Say how many lines in the records include the string "crates", adding no other words.

--- START ---

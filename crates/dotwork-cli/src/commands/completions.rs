//! Shell completion generation.

use std::io;

use clap::CommandFactory;
use clap_complete::{generate, shells};

use crate::{
    cli::{Cli, CompletionsArgs, Shell},
    error::CliResult,
};

const BIN_NAME: &str = "dotwork";

/// Write the completion script for the requested shell to stdout.
pub fn execute(args: CompletionsArgs) -> CliResult<()> {
    let mut cmd = Cli::command();
    let mut out = io::stdout();

    match args.shell {
        Shell::Bash => generate(shells::Bash, &mut cmd, BIN_NAME, &mut out),
        Shell::Zsh => generate(shells::Zsh, &mut cmd, BIN_NAME, &mut out),
        Shell::Fish => generate(shells::Fish, &mut cmd, BIN_NAME, &mut out),
        Shell::PowerShell => generate(shells::PowerShell, &mut cmd, BIN_NAME, &mut out),
        Shell::Elvish => generate(shells::Elvish, &mut cmd, BIN_NAME, &mut out),
    }

    Ok(())
}
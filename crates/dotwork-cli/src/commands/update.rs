//! `dotwork update` and `dotwork update-all`.

use std::{
    path::Path,
    time::{Duration, Instant},
};

use indicatif::{ProgressBar, ProgressStyle};
use tracing::{info, instrument, warn};

use dotwork_core::{
    application::{CancellationToken, ProvisionOptions, ReconcileMode},
    domain::{BatchReport, FileStatus, ProvisionResult, group_by_template},
};

use crate::{
    cli::{ReconcileArgs, UpdateAllArgs, UpdateArgs},
    config::AppConfig,
    error::{CliError, CliResult},
    output::OutputManager,
};

use super::{confirm, provision_service, search_dirs};

fn options(flags: ReconcileArgs, config: &AppConfig) -> ProvisionOptions {
    ProvisionOptions {
        auto_backup: config.auto_backup && !flags.no_backup,
        mode: if flags.replace {
            ReconcileMode::Replace
        } else {
            ReconcileMode::Overlay
        },
    }
}

/// Execute `dotwork update PATH`.
#[instrument(skip_all, fields(path = %args.path.display(), dry_run = args.reconcile.dry_run))]
pub fn execute(args: UpdateArgs, config: AppConfig, output: OutputManager) -> CliResult<()> {
    let service = provision_service(&config, options(args.reconcile, &config));
    let mut instance = service.require_instance(&args.path)?;
    let dry_run = args.reconcile.dry_run;

    let result = service.update_instance_from_template(&mut instance, dry_run)?;

    if output.is_json() {
        output.json(&result)?;
    } else {
        output.header(&format!(
            "{} '{}' from {} {}",
            if dry_run { "Dry run for" } else { "Updated" },
            instance.name,
            result.template.name,
            result.template.version
        ))?;
        print_files(&result, &instance.path, &output)?;
        print_counts(&result, &output)?;
    }

    let counts = result.counts();
    if counts.errors > 0 {
        return Err(CliError::PartialFailure {
            failed: counts.errors,
            total: result.processed_files.len(),
            unit: "files",
        });
    }
    Ok(())
}

/// Every file whose state differs from "unchanged", relative to the instance.
fn print_files(result: &ProvisionResult, root: &Path, output: &OutputManager) -> CliResult<()> {
    for file in result
        .processed_files
        .iter()
        .filter(|f| f.status != FileStatus::Unchanged)
    {
        let shown = file.path.strip_prefix(root).unwrap_or(&file.path);
        let line = format!("  {:<9} {} ({})", file.status, shown.display(), file.reason);
        match file.status {
            FileStatus::Error => output.error(&line)?,
            _ => output.print(&line)?,
        }
    }
    Ok(())
}

fn print_counts(result: &ProvisionResult, output: &OutputManager) -> CliResult<()> {
    let c = result.counts();
    let summary = format!(
        "{} replaced, {} unchanged, {} skipped, {} errors",
        c.replaced, c.unchanged, c.skipped, c.errors
    );
    if result.has_errors() {
        output.warning(&format!("{summary}; instance record not updated"))?;
    } else if result.is_dry_run {
        output.info(&format!("{summary}; nothing was written"))?;
    } else {
        output.success(&summary)?;
    }
    Ok(())
}

/// Execute `dotwork update-all`.
#[instrument(skip_all, fields(dry_run = args.reconcile.dry_run))]
pub fn execute_all(args: UpdateAllArgs, config: AppConfig, output: OutputManager) -> CliResult<()> {
    let service = provision_service(&config, options(args.reconcile, &config));
    let dry_run = args.reconcile.dry_run;

    let instances = service.find_instances(&search_dirs(args.dirs, &config));
    if instances.is_empty() {
        if output.is_json() {
            output.json(&BatchReport::default())?;
        } else {
            output.info("No managed instances found")?;
        }
        return Ok(());
    }

    output.header(&format!("{} instance(s) to update", instances.len()))?;
    for (template, group) in group_by_template(&instances) {
        let names: Vec<&str> = group.iter().map(|i| i.name.as_str()).collect();
        output.print(&format!("  {template}: {}", names.join(", ")))?;
    }
    if !args.yes && !dry_run && !confirm(&output, "Update these instances?", true)? {
        return Err(CliError::Cancelled);
    }

    let cancel = CancellationToken::new();
    let deadline = args.time_limit.map(|secs| Instant::now() + Duration::from_secs(secs));
    let bar = progress_bar(instances.len(), &output);

    let report = service.update_all(instances, dry_run, &cancel, |progress| {
        bar.set_position(progress.completed as u64);
        bar.set_message(progress.instance_name.clone());
        if deadline.is_some_and(|d| Instant::now() >= d) {
            cancel.cancel();
        }
    });
    bar.finish_and_clear();
    info!(updated = report.updated, failed = report.failed, "update-all finished");

    if output.is_json() {
        output.json(&report)?;
    } else {
        print_report(&report, dry_run, &output)?;
    }

    if report.failed > 0 {
        return Err(CliError::PartialFailure {
            failed: report.failed,
            total: report.total,
            unit: "instances",
        });
    }
    Ok(())
}

fn progress_bar(total: usize, output: &OutputManager) -> ProgressBar {
    if output.is_quiet() || !output.is_interactive() {
        return ProgressBar::hidden();
    }
    let bar = ProgressBar::new(total as u64);
    match ProgressStyle::with_template("{spinner:.green} [{bar:30.cyan/blue}] {pos}/{len} {msg}") {
        Ok(style) => bar.set_style(style.progress_chars("=> ")),
        Err(e) => warn!(error = %e, "Falling back to the default progress style"),
    }
    bar.enable_steady_tick(Duration::from_millis(100));
    bar
}

fn print_report(report: &BatchReport, dry_run: bool, output: &OutputManager) -> CliResult<()> {
    let changed: usize = report
        .results
        .iter()
        .map(|r| r.changed_files().count())
        .sum();
    let verb = if dry_run { "would change" } else { "changed" };
    output.print(&format!(
        "  {} updated, {} failed, {changed} file(s) {verb}",
        report.updated, report.failed
    ))?;

    for failure in &report.failures {
        output.error(&format!(
            "{} ({}): {}",
            failure.instance_name,
            failure.path.display(),
            failure.message
        ))?;
    }
    if report.cancelled {
        output.warning(&format!(
            "Time limit reached; {} instance(s) were not processed",
            report.not_processed()
        ))?;
    }
    if report.is_success() {
        output.success("All instances up to date")?;
    }
    Ok(())
}
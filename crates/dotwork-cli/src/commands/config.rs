//! `dotwork config`: create and read configuration.

use std::{
    collections::BTreeMap,
    path::{Path, PathBuf},
};

use crate::{
    cli::ConfigCommands,
    config::{AppConfig, LOCAL_CONFIG_FILE},
    error::{CliError, CliResult},
    output::OutputManager,
};

/// Dispatch to the correct config subcommand.
///
/// `config_file` is the `--config` flag, if any.
pub fn execute(
    cmd: ConfigCommands,
    config_file: Option<&Path>,
    config: AppConfig,
    output: OutputManager,
) -> CliResult<()> {
    match cmd {
        ConfigCommands::Init { force } => {
            let path = init_target(config_file);
            init(&path, force)?;
            output.success(&format!("Wrote default configuration to {}", path.display()))?;
            output.info("Created the templates, instances and backups directories")?;
        }

        ConfigCommands::Show => {
            if output.is_json() {
                output.json(&config)?;
            } else {
                let rendered = serde_yaml::to_string(&config).map_err(|e| CliError::ConfigError {
                    message: format!("Failed to serialise config: {e}"),
                    source: Some(Box::new(e)),
                })?;
                output.header("Effective configuration:")?;
                output.print(rendered.trim_end())?;
            }
        }

        ConfigCommands::Get { key } => {
            let value = config.get(&key)?;
            if output.is_json() {
                output.json(&BTreeMap::from([(key, value)]))?;
            } else {
                output.print(&value)?;
            }
        }

        ConfigCommands::Path => {
            output.print(&AppConfig::active_path(config_file).display().to_string())?;
        }
    }

    Ok(())
}

/// `--config` when given, else `./dotwork.yml`.
fn init_target(config_file: Option<&Path>) -> PathBuf {
    config_file
        .map(Path::to_path_buf)
        .unwrap_or_else(|| PathBuf::from(LOCAL_CONFIG_FILE))
}

/// Write the defaults to `path` and create the default directories.
fn init(path: &Path, force: bool) -> CliResult<()> {
    if path.exists() && !force {
        return Err(CliError::invalid(format!(
            "{} already exists; pass --force to overwrite it",
            path.display()
        )));
    }
    let config = AppConfig::default();
    config.save(path)?;
    config.ensure_directories()
}
//! # Dotwork CLI
//!
//! Template-driven server instance provisioning.
//!
//! ## Startup sequence
//!
//! 1. Load `.env`, parse CLI arguments (clap handles `--help` / `--version`).
//! 2. Load configuration (defaults, file, `DOTWORK_*` environment).
//! 3. Initialise the tracing subscriber (stderr, optional daily file).
//! 4. Build the [`OutputManager`].
//! 5. Dispatch to the appropriate command handler.
//! 6. Translate any [`CliError`] into a user-facing message and exit code.
//!
//! ## Exit codes
//!
//! | Code | Meaning                               |
//! |------|---------------------------------------|
//! |  0   | Success                               |
//! |  1   | Internal / system error               |
//! |  2   | User / input error                    |
//! |  3   | Resource not found                    |
//! |  4   | Configuration error                   |
//! |  5   | Some instances or files failed        |

use std::process::ExitCode;

use clap::Parser;
use tracing::{debug, info, instrument};

use crate::{
    cli::{Cli, Commands, ConfigCommands},
    config::AppConfig,
    error::{CliError, CliResult},
    logging::init_logging,
    output::OutputManager,
};

mod cli;
mod commands;
mod config;
mod error;
mod logging;
mod output;

fn main() -> ExitCode {
    // Missing .env is fine; real deployments use the environment.
    let _ = dotenvy::dotenv();

    // ── 1. Parse arguments ────────────────────────────────────────────────
    let cli = match Cli::try_parse() {
        Ok(cli) => cli,
        Err(e) => {
            // --help / --version also arrive here and exit 0.
            let _ = e.print();
            return ExitCode::from(if e.use_stderr() { 2 } else { 0 });
        }
    };
    let verbose = cli.global.verbose > 0;
    let no_color = cli.global.no_color;

    // ── 2. Load configuration ─────────────────────────────────────────────
    let config = match AppConfig::load(cli.global.config.as_deref()) {
        Ok(cfg) => cfg,
        Err(e) if repairs_config(&cli.command) => {
            eprintln!("warning: {e}; continuing with defaults");
            AppConfig::default()
        }
        Err(e) => return handle_error(e, verbose, no_color),
    };

    // ── 3. Initialise tracing ─────────────────────────────────────────────
    let _log_guard = match init_logging(&cli.global, &config) {
        Ok(guard) => guard,
        Err(e) => {
            eprintln!("Failed to initialise logging: {e:#}");
            return ExitCode::from(1);
        }
    };

    debug!(
        verbose = cli.global.verbose,
        quiet = cli.global.quiet,
        templates_dir = %config.templates_dir.display(),
        "CLI started"
    );

    // ── 4. Build output manager ───────────────────────────────────────────
    let output = OutputManager::new(&cli.global);

    // ── 5. Dispatch + 6. Error handling ──────────────────────────────────
    match run(cli, config, output) {
        Ok(()) => {
            info!("Dotwork completed successfully");
            ExitCode::SUCCESS
        }
        Err(e) => handle_error(e, verbose, no_color),
    }
}

/// Commands that must still work when the config file is broken.
fn repairs_config(command: &Commands) -> bool {
    matches!(
        command,
        Commands::Config(ConfigCommands::Init { .. } | ConfigCommands::Path)
            | Commands::Completions(_)
    )
}

/// Dispatch to the correct command handler.
#[instrument(skip_all)]
fn run(cli: Cli, config: AppConfig, output: OutputManager) -> CliResult<()> {
    match cli.command {
        Commands::Templates(cmd) => commands::templates::execute(cmd, config, output),
        Commands::New(args) => commands::new::execute(args, config, output),
        Commands::Instances(cmd) => commands::instances::execute(cmd, config, output),
        Commands::Update(args) => commands::update::execute(args, config, output),
        Commands::UpdateAll(args) => commands::update::execute_all(args, config, output),
        Commands::Backup(cmd) => commands::backup::execute(cmd, config, output),
        Commands::Config(cmd) => {
            commands::config::execute(cmd, cli.global.config.as_deref(), config, output)
        }
        Commands::Completions(args) => commands::completions::execute(args),
    }
}

/// Translate a `CliError` into a user message and an exit code.
fn handle_error(err: CliError, verbose: bool, no_color: bool) -> ExitCode {
    err.log();

    // stderr, so the message survives stdout redirection.
    let msg = if !no_color && std::io::IsTerminal::is_terminal(&std::io::stderr()) {
        err.format_colored(verbose)
    } else {
        err.format_plain(verbose)
    };
    eprint!("{msg}");

    ExitCode::from(err.exit_code())
}

// ── tests ─────────────────────────────────────────────────────────────────────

--- END ---

(EXERCISE RESPONSE) 3